THE HAGUE: The UN's highest court Friday ruled that Italy had broken international law by allowing its courts to hear civil compensation claims against Germany for Nazi war crimes.
The International Court of Justice (ICJ) said modern Germany enjoyed legal immunity for actions committed by Adolf Hitler's Third Reich, while encouraging dialogue between Rome and Berlin to resolve their dispute.
Italy had "violated its obligations to respect the immunity which Germany enjoys under international law by allowing civil claims based on violations committed by the German Reich between 1943 and 1945," ICJ judge Hisashi Owada told a public hearing.
German Foreign Minister Guido Westerwelle welcomed the ruling, while his Italian counterpart Giulio Terzi said Rome respected the court's decision but would address other aspects of Berlin's WWII legacy.
At the ICJ, Owada said Italy had to change its laws to ensure the decisions of its courts ceased to infringe "the immunity which Germany enjoys under international law".
The two European Union members had been locked in a legal battle since December 2008, when Germany appealed to the ICJ after an avalanche of lawsuits by victims of Nazi abuses or their relatives.
The row began when Luigi Ferrini, who was deported as a forced labourer to Germany in August 1944, claimed compensation from the German government.
A 2004 Italian Supreme Court decision in his favour led to a flurry of claims by relatives and widows of Nazi war crimes victims, which Germany has refused to meet.
The cases sought compensation for deportations of Italians and other acts by German troops in Italy after Rome quit the Axis to fight alongside the Allies from September 1943 to the end of the war in May 1945.
Berlin said that by permitting claims for such abuses, Italy "failed to respect the jurisdictional immunity" that modern-day Germany enjoys under international law.
Italy argued that the cases were admissible as the abuses amounted to "serious violations of humanitarian law" and were "international crimes" which had precedence over state immunity.
Speaking at ICJ headquarters in The Hague, Owada said that a state's immunity "is a fundamental principle of international legal order."
But he noted that while Germany had taken "significant steps" to compensate Italian victims of the Third Reich, it had excluded prisoners of war from compensation.
"The court considers the matter with suprise and regret that Germany denied compensation to this group of victims," Owada said, adding that the dispute "could be the subject of further negotiations in resolving the issues".
Westerwelle welcomed the ruling, saying it provided legal clarity while in no way lessening German responsibility for the crimes of World War II.
"The case was not lodged against the victims of National Socialism," he said. "Of course it was not about calling into question German responsibility for the crimes of the Second World War or diminishing them."
His Italian counterpart Terzi said Rome respected the findings.

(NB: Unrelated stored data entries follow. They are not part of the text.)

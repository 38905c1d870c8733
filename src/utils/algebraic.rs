//! Conversions between `(row, col)` squares and algebraic coordinates.
//!
//! Files `a..h` map to columns `0..7`; ranks `1..8` map to rows `7..0`, so
//! row 0 is the eighth rank.

use crate::chess_errors::{ChessError, ChessResult};
use crate::game_state::chess_types::Square;

#[inline]
pub fn col_to_file(col: u8) -> char {
    char::from(b'a' + col)
}

#[inline]
pub fn row_to_rank(row: u8) -> char {
    char::from(b'8' - row)
}

/// Convert algebraic notation (for example: "e4") to a square.
pub fn algebraic_to_square(square: &str) -> ChessResult<Square> {
    let bytes = square.as_bytes();
    if bytes.len() != 2 {
        return Err(ChessError::InvalidAlgebraic(square.to_owned()));
    }

    let file = bytes[0].to_ascii_lowercase();
    let rank = bytes[1];
    if !(b'a'..=b'h').contains(&file) || !(b'1'..=b'8').contains(&rank) {
        return Err(ChessError::InvalidAlgebraic(square.to_owned()));
    }

    Ok(Square::new(b'8' - rank, file - b'a'))
}

/// Convert a square to algebraic notation (for example: "e4").
#[inline]
pub fn square_to_algebraic(square: Square) -> String {
    let mut out = String::with_capacity(2);
    out.push(col_to_file(square.col));
    out.push(row_to_rank(square.row));
    out
}

/// Split a square pair such as "e2e4" into its start and end squares.
pub fn algebraic_to_square_pair(text: &str) -> ChessResult<(Square, Square)> {
    let text = text.trim();
    if text.len() != 4 || !text.is_ascii() {
        return Err(ChessError::InvalidAlgebraic(text.to_owned()));
    }
    Ok((algebraic_to_square(&text[..2])?, algebraic_to_square(&text[2..])?))
}
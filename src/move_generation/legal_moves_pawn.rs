//! Pawn move generation: pushes, double pushes, captures and en passant.
//!
//! Promotion always queens; the promotion flag is derived when the `Move` is
//! built for a pawn landing on its promotion row.

use crate::game_state::chess_move::Move;
use crate::game_state::chess_types::{Direction, Piece, PieceKind, Square};
use crate::game_state::game_state::GameState;

impl GameState {
    pub(crate) fn pawn_moves(&mut self, square: Square, out: &mut Vec<Move>) {
        let pin = self.take_pin(square);
        let allowed = |direction: Direction| pin.map_or(true, |pin| pin.is_parallel_to(direction));

        let ally = self.side_to_move;
        let pawn = Piece::new(ally, PieceKind::Pawn);
        let forward = Direction::new(ally.pawn_direction(), 0);

        if allowed(forward) {
            if let Some(one_step) = square.offset(forward, 1) {
                if self.board.is_empty(one_step) {
                    out.extend(Move::new(square, one_step, &self.board));
                    if square.row == ally.pawn_start_row() {
                        if let Some(two_step) = square.offset(forward, 2) {
                            if self.board.is_empty(two_step) {
                                out.extend(Move::new(square, two_step, &self.board));
                            }
                        }
                    }
                }
            }
        }

        for d_col in [-1, 1] {
            let diagonal = Direction::new(ally.pawn_direction(), d_col);
            if !allowed(diagonal) {
                continue;
            }
            let Some(target) = square.offset(diagonal, 1) else {
                continue;
            };
            match self.board.get(target) {
                Some(piece) if piece.color != ally => {
                    out.extend(Move::new(square, target, &self.board));
                }
                None if self.en_passant_square == Some(target) => {
                    let capture = Move::en_passant(square, target, pawn);
                    if self.en_passant_is_safe(&capture) {
                        out.push(capture);
                    }
                }
                _ => {}
            }
        }
    }

    /// En passant removes two pawns from one rank at once, which can expose
    /// the king to a rook or queen on that rank even though neither pawn is
    /// pinned on its own. The captured pawn may also be the last piece
    /// shielding the king on a diagonal.
    fn en_passant_is_safe(&self, capture: &Move) -> bool {
        let enemy = self.side_to_move.opposite();
        let captured_square = capture.en_passant_capture_square();
        let holds_enemy_pawn = self
            .board
            .get(captured_square)
            .is_some_and(|piece| piece.is(enemy, PieceKind::Pawn));
        if !holds_enemy_pawn {
            return false;
        }

        let king = self.king_square(self.side_to_move);
        self.rank_stays_closed(king, capture) && self.diagonal_stays_closed(king, captured_square)
    }

    /// Scan between the king and the pawn pair for a blocker, then beyond the
    /// pair for an enemy rook or queen.
    fn rank_stays_closed(&self, king: Square, capture: &Move) -> bool {
        let enemy = self.side_to_move.opposite();
        let captured_square = capture.en_passant_capture_square();
        let row = capture.start().row;
        if king.row != row {
            return true;
        }

        let low = capture.start().col.min(captured_square.col);
        let high = capture.start().col.max(captured_square.col);
        let (inside, outside): (Vec<u8>, Vec<u8>) = if king.col < low {
            ((king.col + 1..low).collect(), (high + 1..8).collect())
        } else {
            ((high + 1..king.col).collect(), (0..low).rev().collect())
        };

        let blocked = inside
            .iter()
            .any(|&col| !self.board.is_empty(Square::new(row, col)));
        if blocked {
            return true;
        }

        for col in outside {
            if let Some(piece) = self.board.get(Square::new(row, col)) {
                let attacks = piece.color == enemy
                    && matches!(piece.kind, PieceKind::Rook | PieceKind::Queen);
                return !attacks;
            }
        }
        true
    }

    /// Neither the capturing pawn's start nor its landing square lies on a
    /// diagonal through the captured pawn, so only the captured square
    /// changes along that ray.
    fn diagonal_stays_closed(&self, king: Square, captured_square: Square) -> bool {
        let d_row = captured_square.row as i8 - king.row as i8;
        let d_col = captured_square.col as i8 - king.col as i8;
        if d_row.abs() != d_col.abs() {
            return true;
        }

        let enemy = self.side_to_move.opposite();
        let direction = Direction::new(d_row.signum(), d_col.signum());
        for step in 1..8 {
            let Some(square) = king.offset(direction, step) else {
                return true;
            };
            if square == captured_square {
                continue;
            }
            if let Some(piece) = self.board.get(square) {
                let beyond_capture = step > d_row.abs();
                return !(beyond_capture
                    && piece.color == enemy
                    && matches!(piece.kind, PieceKind::Bishop | PieceKind::Queen));
            }
        }
        true
    }
}

#[cfg(test)]
mod tests {
    use crate::game_state::castling_rights::CastlingRights;
    use crate::game_state::chess_types::{Color, Square};
    use crate::game_state::game_state::GameState;
    use crate::utils::algebraic::algebraic_to_square_pair;

    fn play(game: &mut GameState, moves: &[&str]) {
        for text in moves {
            let (start, end) = algebraic_to_square_pair(text).expect("square pair should parse");
            let mv = game
                .legal_move_for(start, end)
                .unwrap_or_else(|| panic!("{text} should be legal"));
            game.make_move(mv).expect("legal move should apply");
        }
    }

    #[test]
    fn start_rank_pawn_has_single_and_double_push() {
        let mut game = GameState::new_game();
        let e_pawn: Vec<_> = game
            .get_valid_moves()
            .into_iter()
            .filter(|mv| mv.start() == Square::new(6, 4))
            .collect();
        assert_eq!(e_pawn.len(), 2);
    }

    #[test]
    fn double_push_beside_enemy_pawn_offers_one_en_passant() {
        let mut game = GameState::new_game();
        play(&mut game, &["e2e4", "a7a6", "e4e5", "d7d5"]);

        let moves = game.get_valid_moves();
        let en_passant: Vec<_> = moves.iter().filter(|mv| mv.is_en_passant()).collect();
        assert_eq!(en_passant.len(), 1);
        let capture = *en_passant[0];
        assert_eq!(capture.chess_notation(), "e5d6");

        game.make_move(capture).expect("en passant should apply");
        // The passed pawn disappears from d5, not from the d6 landing square.
        assert_eq!(game.piece_at(Square::new(3, 3)), None);
        assert!(game.piece_at(Square::new(2, 3)).is_some());
        assert_eq!(game.piece_at(Square::new(3, 4)), None);
    }

    #[test]
    fn en_passant_expiring_after_one_ply() {
        let mut game = GameState::new_game();
        play(&mut game, &["e2e4", "a7a6", "e4e5", "d7d5", "h2h3", "h7h6"]);
        let moves = game.get_valid_moves();
        assert!(moves.iter().all(|mv| !mv.is_en_passant()));
    }

    #[test]
    fn en_passant_refused_when_it_exposes_king_on_rank() {
        // White king a5, pawns b5/c5 side by side, black rook h5.
        let game = GameState::from_diagram(
            "....k...
             ........
             ........
             KPp....r
             ........
             ........
             ........
             ........",
            Color::Light,
            CastlingRights::NONE,
        )
        .expect("position should build");
        let mut game = game.with_en_passant_target(Square::new(2, 2));
        let moves = game.get_valid_moves();
        assert!(moves.iter().all(|mv| !mv.is_en_passant()));
    }

    #[test]
    fn en_passant_allowed_when_rank_is_blocked() {
        let game = GameState::from_diagram(
            "....k...
             ........
             ........
             KPp..n.r
             ........
             ........
             ........
             ........",
            Color::Light,
            CastlingRights::NONE,
        )
        .expect("position should build");
        let mut game = game.with_en_passant_target(Square::new(2, 2));
        let moves = game.get_valid_moves();
        assert_eq!(moves.iter().filter(|mv| mv.is_en_passant()).count(), 1);
    }

    #[test]
    fn en_passant_refused_when_it_opens_a_diagonal() {
        // Black just played d7d5; the d5 pawn shields the f3 king from the b7
        // bishop.
        let game = GameState::from_diagram(
            "....k...
             .b......
             ........
             ...pP...
             ........
             .....K..
             ........
             ........",
            Color::Light,
            CastlingRights::NONE,
        )
        .expect("position should build");
        let mut game = game.with_en_passant_target(Square::new(2, 3));
        let moves = game.get_valid_moves();
        assert!(moves.iter().all(|mv| !mv.is_en_passant()));
    }

    #[test]
    fn en_passant_can_remove_a_checking_pawn() {
        // Black just played d7d5 giving check to the e4 king.
        let game = GameState::from_diagram(
            "....k...
             ........
             ........
             ..Pp....
             ....K...
             ........
             ........
             ........",
            Color::Light,
            CastlingRights::NONE,
        )
        .expect("position should build");
        let mut game = game.with_en_passant_target(Square::new(2, 3));
        let moves = game.get_valid_moves();
        assert!(game.is_check());
        assert!(moves.iter().any(|mv| mv.is_en_passant()));
    }

    #[test]
    fn reaching_the_last_rank_promotes_to_queen() {
        let mut game = GameState::from_diagram(
            "....k...
             P.......
             ........
             ........
             ........
             ........
             ........
             ....K...",
            Color::Light,
            CastlingRights::NONE,
        )
        .expect("position should build");
        let (start, end) = algebraic_to_square_pair("a7a8").expect("square pair should parse");
        let promotion = game.legal_move_for(start, end).expect("push should be legal");
        assert!(promotion.is_promotion());
        game.make_move(promotion).expect("promotion should apply");
        let queen = game.piece_at(end).expect("promoted piece on a8");
        assert_eq!(queen.to_char(), 'Q');
        assert!(game.last_move().is_some_and(|mv| mv.is_check()));

        game.undo_move().expect("undo should succeed");
        assert_eq!(game.piece_at(start).map(|piece| piece.to_char()), Some('P'));
        assert_eq!(game.piece_at(end), None);
    }
}
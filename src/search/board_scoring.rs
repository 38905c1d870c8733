//! Pluggable board evaluation interfaces and baseline implementations.
//!
//! Search stays independent of the heuristic by delegating static position
//! scoring to `BoardScorer`. Scores are White-relative: positive favors
//! White whoever is to move, and searches convert with `Color::sign`.

use crate::game_state::chess_types::{Color, PieceKind};
use crate::game_state::game_state::GameState;
use crate::tables::piece_square_tables::piece_square_value;

pub const CHECKMATE: f64 = 1000.0;
pub const STALEMATE: f64 = 0.0;

/// Weight of one positional table point relative to one pawn.
pub const POSITIONAL_WEIGHT: f64 = 0.1;

pub trait BoardScorer: Send + Sync {
    /// Score from White's perspective.
    ///
    /// Terminal flags are read from the state, so callers must have run
    /// `get_valid_moves` on the position first.
    fn score(&self, game_state: &GameState) -> f64;

    /// Score from `color`'s perspective.
    #[inline]
    fn score_for(&self, game_state: &GameState, color: Color) -> f64 {
        color.sign() * self.score(game_state)
    }
}

/// Mate is bad for the side to move, stalemate is level.
#[inline]
pub fn terminal_score(game_state: &GameState) -> Option<f64> {
    if game_state.is_checkmate() {
        Some(-game_state.side_to_move().sign() * CHECKMATE)
    } else if game_state.is_stalemate() {
        Some(STALEMATE)
    } else {
        None
    }
}

#[inline]
pub const fn material_value(kind: PieceKind) -> f64 {
    match kind {
        PieceKind::Pawn => 1.0,
        PieceKind::Knight => 3.0,
        PieceKind::Bishop => 3.0,
        PieceKind::Rook => 5.0,
        PieceKind::Queen => 9.0,
        PieceKind::King => 0.0,
    }
}

/// Material only.
#[derive(Debug, Clone, Copy, Default)]
pub struct MaterialScorer;

impl BoardScorer for MaterialScorer {
    fn score(&self, game_state: &GameState) -> f64 {
        if let Some(score) = terminal_score(game_state) {
            return score;
        }
        let mut totals = [0.0f64; 2];
        for (_, piece) in game_state.board().pieces() {
            totals[piece.color.index()] += material_value(piece.kind);
        }
        totals[Color::Light.index()] - totals[Color::Dark.index()]
    }
}

/// Material plus a tenth of a pawn per piece-square table point. This is the
/// scorer every search strategy uses by default.
#[derive(Debug, Clone, Copy, Default)]
pub struct PositionalScorer;

impl BoardScorer for PositionalScorer {
    fn score(&self, game_state: &GameState) -> f64 {
        if let Some(score) = terminal_score(game_state) {
            return score;
        }
        let mut totals = [0.0f64; 2];
        for (square, piece) in game_state.board().pieces() {
            if piece.kind == PieceKind::King {
                continue;
            }
            totals[piece.color.index()] += material_value(piece.kind)
                + POSITIONAL_WEIGHT * f64::from(piece_square_value(piece, square));
        }
        totals[Color::Light.index()] - totals[Color::Dark.index()]
    }
}
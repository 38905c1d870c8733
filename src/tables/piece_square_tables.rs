//! Positional bonus tables, indexed `[row][col]` with row 0 at rank 8.
//!
//! Knight, bishop, rook and queen tables are vertically symmetric and shared
//! by both colors. Pawns use a White table that rewards advancing towards
//! row 0; the Black table is the same table read upside down.

use crate::game_state::chess_types::{Color, Piece, PieceKind, Square};

pub type PieceSquareTable = [[u8; 8]; 8];

pub const KNIGHT_TABLE: PieceSquareTable = [
    [1, 1, 1, 1, 1, 1, 1, 1],
    [1, 2, 2, 2, 2, 2, 2, 1],
    [1, 2, 3, 3, 3, 3, 2, 1],
    [1, 2, 3, 4, 4, 3, 2, 1],
    [1, 2, 3, 4, 4, 3, 2, 1],
    [1, 2, 3, 3, 3, 3, 2, 1],
    [1, 2, 2, 2, 2, 2, 2, 1],
    [1, 1, 1, 1, 1, 1, 1, 1],
];

pub const BISHOP_TABLE: PieceSquareTable = [
    [4, 3, 2, 1, 1, 2, 3, 4],
    [3, 4, 3, 2, 2, 3, 4, 3],
    [2, 3, 4, 3, 3, 4, 3, 2],
    [1, 2, 3, 4, 4, 3, 2, 1],
    [1, 2, 3, 4, 4, 3, 2, 1],
    [2, 3, 4, 3, 3, 4, 3, 2],
    [3, 4, 3, 2, 2, 3, 4, 3],
    [4, 3, 2, 1, 1, 2, 3, 4],
];

pub const ROOK_TABLE: PieceSquareTable = [
    [4, 3, 4, 4, 4, 4, 3, 4],
    [4, 4, 4, 4, 4, 4, 4, 4],
    [1, 1, 2, 3, 3, 2, 1, 1],
    [1, 2, 3, 4, 4, 3, 2, 1],
    [1, 2, 3, 4, 4, 3, 2, 1],
    [1, 1, 2, 3, 3, 2, 1, 1],
    [4, 4, 4, 4, 4, 4, 4, 4],
    [4, 3, 4, 4, 4, 4, 3, 4],
];

pub const QUEEN_TABLE: PieceSquareTable = [
    [1, 1, 1, 3, 1, 1, 1, 1],
    [1, 2, 3, 3, 3, 1, 1, 1],
    [1, 4, 3, 3, 3, 4, 2, 1],
    [1, 2, 3, 3, 3, 2, 2, 1],
    [1, 2, 3, 3, 3, 2, 2, 1],
    [1, 4, 3, 3, 3, 4, 2, 1],
    [1, 2, 3, 3, 3, 1, 1, 1],
    [1, 1, 1, 3, 1, 1, 1, 1],
];

pub const LIGHT_PAWN_TABLE: PieceSquareTable = [
    [8, 8, 8, 8, 8, 8, 8, 8],
    [8, 8, 8, 8, 8, 8, 8, 8],
    [5, 6, 6, 7, 7, 6, 6, 5],
    [2, 3, 3, 5, 5, 3, 3, 2],
    [1, 2, 3, 4, 4, 3, 2, 1],
    [1, 1, 2, 3, 3, 2, 1, 1],
    [1, 1, 1, 0, 0, 1, 1, 1],
    [0, 0, 0, 0, 0, 0, 0, 0],
];

/// Positional bonus for `piece` standing on `square`. Kings have no table.
#[inline]
pub fn piece_square_value(piece: Piece, square: Square) -> u8 {
    let row = square.row as usize;
    let col = square.col as usize;
    match piece.kind {
        PieceKind::Pawn => match piece.color {
            Color::Light => LIGHT_PAWN_TABLE[row][col],
            Color::Dark => LIGHT_PAWN_TABLE[7 - row][col],
        },
        PieceKind::Knight => KNIGHT_TABLE[row][col],
        PieceKind::Bishop => BISHOP_TABLE[row][col],
        PieceKind::Rook => ROOK_TABLE[row][col],
        PieceKind::Queen => QUEEN_TABLE[row][col],
        PieceKind::King => 0,
    }
}

#[cfg(test)]
mod tests {
    use super::*;

    #[test]
    fn pawn_tables_mirror_by_color() {
        let light = Piece::new(Color::Light, PieceKind::Pawn);
        let dark = Piece::new(Color::Dark, PieceKind::Pawn);
        for row in 0..8 {
            for col in 0..8 {
                assert_eq!(
                    piece_square_value(light, Square::new(row, col)),
                    piece_square_value(dark, Square::new(7 - row, col))
                );
            }
        }
        // Advanced pawns are worth more than pawns at home.
        assert!(
            piece_square_value(dark, Square::new(6, 3)) > piece_square_value(dark, Square::new(1, 3))
        );
    }

    #[test]
    fn shared_tables_are_vertically_symmetric() {
        for table in [KNIGHT_TABLE, BISHOP_TABLE, ROOK_TABLE, QUEEN_TABLE] {
            for row in 0..8 {
                assert_eq!(table[row], table[7 - row]);
            }
        }
    }

    #[test]
    fn kings_have_no_positional_value() {
        let king = Piece::new(Color::Light, PieceKind::King);
        assert_eq!(piece_square_value(king, Square::new(7, 4)), 0);
    }
}
//! Configuration and result types shared by every search strategy.

use crate::game_state::chess_move::Move;

/// Plies searched when nothing else is configured.
pub const DEFAULT_DEPTH: u8 = 2;

#[derive(Debug, Clone, Copy, PartialEq, Eq)]
pub struct SearchConfig {
    /// Plies to look ahead. Zero is searched as one.
    pub depth: u8,
}

impl Default for SearchConfig {
    fn default() -> Self {
        Self {
            depth: DEFAULT_DEPTH,
        }
    }
}

impl SearchConfig {
    #[inline]
    pub(crate) fn effective_depth(&self) -> u8 {
        self.depth.max(1)
    }
}

/// Outcome of one root search.
///
/// `best_score` is from the perspective of the side that was to move at the
/// root. `best_move` is `None` when no candidate beat the worst possible
/// score, which happens when every move loses to mate; drivers then fall
/// back to a random legal move.
#[derive(Debug, Clone, Copy, Default, PartialEq)]
pub struct SearchResult {
    pub best_move: Option<Move>,
    pub best_score: f64,
    pub nodes: u64,
}
use crate::game_state::chess_move::Move;
use crate::game_state::chess_types::{Square, KING_DIRECTIONS};
use crate::game_state::game_state::GameState;

impl GameState {
    /// Union of bishop and rook movement. The pin entry is consumed once and
    /// applies to both ray families.
    pub(crate) fn queen_moves(&mut self, square: Square, out: &mut Vec<Move>) {
        let pin = self.take_pin(square);
        self.slide_moves(square, &KING_DIRECTIONS, pin, out);
    }
}

#[cfg(test)]
mod tests {
    use crate::game_state::castling_rights::CastlingRights;
    use crate::game_state::chess_types::{Color, Square};
    use crate::game_state::game_state::GameState;

    #[test]
    fn central_queen_on_empty_board_reaches_27_squares() {
        let mut game = GameState::from_diagram(
            "k.......
             ........
             ........
             ........
             ...Q....
             ........
             ........
             .......K",
            Color::Light,
            CastlingRights::NONE,
        )
        .expect("position should build");
        let queen_moves = game
            .get_valid_moves()
            .into_iter()
            .filter(|mv| mv.start() == Square::new(4, 3))
            .count();
        assert_eq!(queen_moves, 27);
    }

    #[test]
    fn diagonally_pinned_queen_cannot_slide_orthogonally() {
        let mut game = GameState::from_diagram(
            ".......k
             ........
             ........
             b.......
             ........
             ........
             ...Q....
             ....K...",
            Color::Light,
            CastlingRights::NONE,
        )
        .expect("position should build");
        let queen_moves: Vec<_> = game
            .get_valid_moves()
            .into_iter()
            .filter(|mv| mv.start() == Square::new(6, 3))
            .collect();
        assert_eq!(queen_moves.len(), 3);
        assert!(queen_moves
            .iter()
            .all(|mv| mv.end().row as i8 - 6 == mv.end().col as i8 - 3));
    }
}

But he added: "Italy intends to continue, as it has done up to now, to address with Germany all the aspects tied to the painful events in World War II through dialogue."
Also before the ICJ as a non-party state was Greece, because of victims of a 1944 German massacre in the village of Distomo, in which 218 people were killed.
Relatives of the Greek massacre victims refiled a case before Italian courts, after a Greek court failed to enforce a ruling for Germany to pay 28.6 million euros in compensation to the plaintiffs.
A Greek foreign ministry statement said the ICJ had ruled on Germany's jurisdictional immunity, and not on its "responsibility for illegal acts committed during the Second World War".
Berlin has also consistently refused to compensate the Distomo claimants, saying the case had been settled between the two countries in 1960.
Established in 1945, the ICJ is the UN's highest court and settles disputes between states.